WASHINGTON: Donald Trump a menacé de bombarder l'Iran "bien plus durement" si le pays répliquait aux frappes menées mardi par l'armée américaine, qu'il a qualifiées de "puissantes".

"Si la nation en faillite qu'est l'Iran riposte à cette attaque parfaitement justifiée, elle sera de nouveau frappée, bien plus durement", a écrit le président américain sur son réseau Truth Social.

Pour sa part, le Commandement militaire américain pour le Moyen-Orient (Centcom) a annoncé mardi avoir déclenché de nouvelles frappes contre l'Iran, dans une courte déclaration publiée sur le réseau X.

"Aujourd'hui à 12h00 (16h00 GMT), les forces américaines ont commencé à frapper des cibles des Gardiens de la révolution en Iran", a indiqué le Centcom, disant répondre "à de récentes attaques des Gardiens de la révolution contre la navigation commerciale dans le détroit d'Ormuz et contre des militaires américains déployés dans la région."

La télévision d'Etat iranienne a fait état de plusieurs explosions entendues dans le sud du pays, près de Bandar Abbas et de l'île de Qeshm, à proximité du détroit d'Ormuz, passage stratégique pour le commerce de pétrole, où le trafic maritime a considérablement baissé après le déclenchement de la guerre au Moyen-Orient le 28 février.

Les Etats-Unis avaient mené dimanche des frappes, les premières en un mois, contre des lanceurs situés sur une île iranienne.

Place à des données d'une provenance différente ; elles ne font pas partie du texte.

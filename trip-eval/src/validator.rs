//! Runs declarative test cases and checks the resulting trace

use async_trait::async_trait;
use std::collections::BTreeMap;
use std::time::Instant;
use tracing::{debug, info, warn};
use trip_telemetry::SpanRecord;

use crate::criteria::{DEFAULT_SIMILARITY_THRESHOLD, ResponseMatchConfig};
use crate::embedding::EmbeddingScorer;
use crate::error::{EvalError, Result};
use crate::report::{CaseResult, Failure, ValidationReport};
use crate::schema::{Comparer, SpanExpectation, SpanField, TestCase};
use crate::scoring::ResponseScorer;

/// What one test case produced
#[derive(Debug, Clone, Default)]
pub struct CaseRun {
    /// Final output of the last request
    pub output: String,
    /// Agentic spans captured while the case ran
    pub spans: Vec<SpanRecord>,
    /// Error message if a request failed
    pub error: Option<String>,
}

/// Executes a test case against the system under test
///
/// Implementations apply the case's `mock_tools`, send each request and
/// collect the spans. A pipeline failure belongs in [`CaseRun::error`];
/// `Err` is reserved for failing to set the run up.
#[async_trait]
pub trait CaseRunner: Send + Sync {
    async fn run_case(&self, case: &TestCase) -> Result<CaseRun>;
}

/// Checks test cases against captured traces
pub struct TraceValidator {
    scorer: ResponseScorer,
    similarity_threshold: f64,
    embedding: EmbeddingScorer,
}

impl TraceValidator {
    pub fn new() -> Self {
        Self {
            scorer: ResponseScorer::with_config(ResponseMatchConfig::similarity()),
            similarity_threshold: DEFAULT_SIMILARITY_THRESHOLD,
            embedding: EmbeddingScorer::default(),
        }
    }

    pub fn with_similarity_threshold(mut self, threshold: f64) -> Self {
        self.similarity_threshold = threshold;
        self
    }

    pub fn with_response_config(mut self, config: ResponseMatchConfig) -> Self {
        self.scorer = ResponseScorer::with_config(config);
        self
    }

    pub fn with_embedding_scorer(mut self, scorer: EmbeddingScorer) -> Self {
        self.embedding = scorer;
        self
    }

    /// Run every case and collect the results
    pub async fn run_all(
        &self,
        cases: &[TestCase],
        runner: &dyn CaseRunner,
    ) -> Result<ValidationReport> {
        let started_at = chrono::Utc::now();
        let mut results = Vec::with_capacity(cases.len());
        for case in cases {
            results.push(self.run(case, runner).await?);
        }
        let report = ValidationReport::new(results, started_at);
        info!(
            total = report.summary.total,
            failed = report.summary.failed,
            "trace validation finished"
        );
        Ok(report)
    }

    pub async fn run(&self, case: &TestCase, runner: &dyn CaseRunner) -> Result<CaseResult> {
        case.check()?;
        let start = Instant::now();
        let run = runner.run_case(case).await?;
        let (scores, failures) = self.check(case, &run).await?;
        let case_id = case.test_input.first().map(String::as_str).unwrap_or_default();
        let result = CaseResult::new(case_id, scores, failures, start.elapsed());
        if !result.passed {
            warn!(case = case_id, failures = result.failures.len(), "test case failed");
        }
        Ok(result)
    }

    /// Check an already captured run against `case`
    pub async fn validate(&self, case: &TestCase, run: &CaseRun) -> Result<CaseResult> {
        case.check()?;
        let (scores, failures) = self.check(case, run).await?;
        let case_id = case.test_input.first().map(String::as_str).unwrap_or_default();
        Ok(CaseResult::new(case_id, scores, failures, std::time::Duration::ZERO))
    }

    async fn check(
        &self,
        case: &TestCase,
        run: &CaseRun,
    ) -> Result<(BTreeMap<String, f64>, Vec<Failure>)> {
        let mut scores = BTreeMap::new();
        let mut failures = Vec::new();

        let errors_expected = case.test_spans.iter().any(|s| s.expect_errors == Some(true));
        if let Some(error) = run.error.as_ref().filter(|_| !errors_expected) {
            failures.push(Failure::new("run", error.clone()));
        }

        if let Some(expected) = &case.test_output {
            let (ok, score) = self.compare(expected, &run.output, case.comparer);
            scores.insert("test_output".to_string(), score);
            if !ok {
                failures.push(Failure::new(
                    "test_output",
                    format!(
                        "{:?} does not match expected {:?} ({:.3})",
                        run.output, expected, score
                    ),
                ));
            }
        }

        for expectation in &case.test_spans {
            let label = expectation.label();
            match self.check_span(expectation, &run.spans).await? {
                SpanVerdict::Matched(span_scores) => {
                    for (name, score) in span_scores {
                        scores.insert(format!("{label}.{name}"), score);
                    }
                }
                SpanVerdict::Missing => {
                    failures.push(Failure::new(label, "no span of this type with these entities"));
                }
                SpanVerdict::Mismatched(reason) => failures.push(Failure::new(label, reason)),
            }
        }

        debug!(failures = failures.len(), "test case checked");
        Ok((scores, failures))
    }

    /// A candidate passes when every check on it holds; the best-scoring
    /// reason is reported when none does.
    async fn check_span(
        &self,
        expectation: &SpanExpectation,
        spans: &[SpanRecord],
    ) -> Result<SpanVerdict> {
        let candidates: Vec<&SpanRecord> =
            spans.iter().filter(|s| expectation.selects(s)).collect();
        if candidates.is_empty() {
            return Ok(SpanVerdict::Missing);
        }

        let mut reason = String::new();
        for span in candidates {
            match self.check_candidate(expectation, span).await? {
                Ok(scores) => return Ok(SpanVerdict::Matched(scores)),
                Err(why) => reason = why,
            }
        }
        Ok(SpanVerdict::Mismatched(reason))
    }

    async fn check_candidate(
        &self,
        expectation: &SpanExpectation,
        span: &SpanRecord,
    ) -> Result<std::result::Result<BTreeMap<String, f64>, String>> {
        let mut scores = BTreeMap::new();

        let fields = [
            ("input", &expectation.input, &span.input),
            ("output", &expectation.output, &span.output),
        ];
        for (field, expected, actual) in fields {
            let Some(expected) = expected else { continue };
            let (ok, score) = self.compare(expected, actual, expectation.comparer);
            scores.insert(field.to_string(), score);
            if !ok {
                return Ok(Err(format!(
                    "{field} {actual:?} does not match {expected:?} ({score:.3})"
                )));
            }
        }

        if let Some(expect_errors) = expectation.expect_errors.filter(|e| *e != span.error) {
            return Ok(Err(format!("error flag is {}, expected {}", span.error, expect_errors)));
        }

        if let Some(eval) = &expectation.eval {
            if eval.eval != "bert_score" {
                return Err(EvalError::InvalidCase(format!("unknown eval '{}'", eval.eval)));
            }
            let candidate = SpanField::parse(&eval.args[0])?.read(span);
            let reference = SpanField::parse(&eval.args[1])?.read(span);
            let score = self.embedding.score(candidate, reference).await?;
            scores.insert("bert_score.precision".to_string(), score.precision);
            scores.insert("bert_score.recall".to_string(), score.recall);
            scores.insert("bert_score.f1".to_string(), score.f1);
            if !score.meets(&eval.expected_result) {
                return Ok(Err(format!(
                    "bert_score ({}) P={:.3} R={:.3} F1={:.3} \
                     below minimum P={:.3} R={:.3} F1={:.3}",
                    self.embedding.embedder_name(),
                    score.precision,
                    score.recall,
                    score.f1,
                    eval.expected_result.precision,
                    eval.expected_result.recall,
                    eval.expected_result.f1
                )));
            }
        }

        Ok(Ok(scores))
    }

    fn compare(&self, expected: &str, actual: &str, comparer: Comparer) -> (bool, f64) {
        match comparer {
            Comparer::Exact => {
                let ok = expected.trim() == actual.trim();
                (ok, if ok { 1.0 } else { 0.0 })
            }
            Comparer::Contains => {
                let ok = actual.contains(expected);
                (ok, if ok { 1.0 } else { 0.0 })
            }
            Comparer::Similarity | Comparer::Metric => {
                let score = self.scorer.score(expected, actual);
                (score >= self.similarity_threshold, score)
            }
        }
    }
}

impl Default for TraceValidator {
    fn default() -> Self {
        Self::new()
    }
}

enum SpanVerdict {
    Matched(BTreeMap<String, f64>),
    Missing,
    Mismatched(String),
}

L'Iran avait riposté en attaquant au moyen de missiles et de drones des cibles américaines en Jordanie et aux Emirats arabes unis, tout en affirmant par la voix de son président Massoud Pezeshkian ne pas vouloir la poursuite de la guerre.

Le président américain Donald Trump avait promis de répondre à ces représailles, mais semble avoir écarté pour l'instant la reprise d'une opération militaire massive contre l'Iran.

Washington a par ailleurs promis une campagne d'"asphyxie" économique de l'Iran, dont les contours et les cibles restent à préciser.